9.0027 Corrs: On Sporting the Oak (2/45)

Elaine Brennan (EDITORS@BROWNVM.BITNET)
Sun, 21 May 1995 14:52:42 EDT

Humanist Discussion Group, Vol. 9, No. 0027. Sunday, 21 May 1995.


(1) Date: Tue, 16 May 1995 11:40:10 +0100 (11 lines)
From: stephen.parkinson@Modern-Languages.oxford.ac.uk
Subject: Oak (sesame)

(2) Date: Tue, 16 May 1995 12:08:09 +0100 (BST) (34 lines)
From: "F.W.Langley" <F.W.Langley@french.hull.ac.uk>
Subject: Re: 9.0025 Rs: Sesame; Pilgrimages (2/32)

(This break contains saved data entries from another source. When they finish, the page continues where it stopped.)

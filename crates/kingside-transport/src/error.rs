/// Errors that can occur in the transport layer.
#[derive(Debug, thiserror::Error)]
pub enum TransportError {
    /// Binding the listening socket failed.
    #[error("bind failed: {0}")]
    BindFailed(#[source] std::io::Error),

    /// Accepting a TCP connection or completing the WebSocket upgrade failed.
    #[error("accept failed: {0}")]
    AcceptFailed(#[source] std::io::Error),

    /// Writing a frame failed. The connection should be considered dead.
    #[error("send failed: {0}")]
    SendFailed(#[source] std::io::Error),

    /// Reading a frame failed. The connection should be considered dead.
    #[error("receive failed: {0}")]
    ReceiveFailed(#[source] std::io::Error),
}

(1) --------------------------------------------------------------------
Date: Tue, 16 May 1995 11:40:10 +0100
From: stephen.parkinson@Modern-Languages.oxford.ac.uk
Subject: Oak (sesame)

Various colleagues have corrected my faulty recall of "sporting the oak", to
remind me that it refers to the open or closed state of the outer door,
indicating the inhabitant's readiness to be disturbed - in other words, it
refers to whether Sesame is open or not!
Stephen Parkinson
Oxford University

(2) --------------------------------------------------------------53----
Date: Tue, 16 May 1995 12:08:09 +0100 (BST)
From: "F.W.Langley" <F.W.Langley@french.hull.ac.uk>
Subject: Re: 9.0025 Rs: Sesame; Pilgrimages (2/32)



> Subject: Sesame
>
> The explanation given to me many years ago by a distinguished Persianist
> was that sesame wood was used to make doors, and that addressing a door as
> Sesame was no different from the Cambridge practice of referring to a study
> door as an "oak". (In student slang, "sporting the oak" was banging on a
> fellow student's door.)
> Stephen Parkinson
> Oxford University
>
Stephen Parkinson hasn't got this quite right. I don't know about
Cambridge, but in my Oxford days, to "sport the/one's oak" meant to close
the (outer) door of one's set of rooms in college as a sign that one was
engaged and did not want to be disturbed. To bang on a fellow student's
door when the "oak was sported" would have been regarded as a gross solecism.
The expression "to sport the oak" is attested as far back as the
eighteenth century (see OED).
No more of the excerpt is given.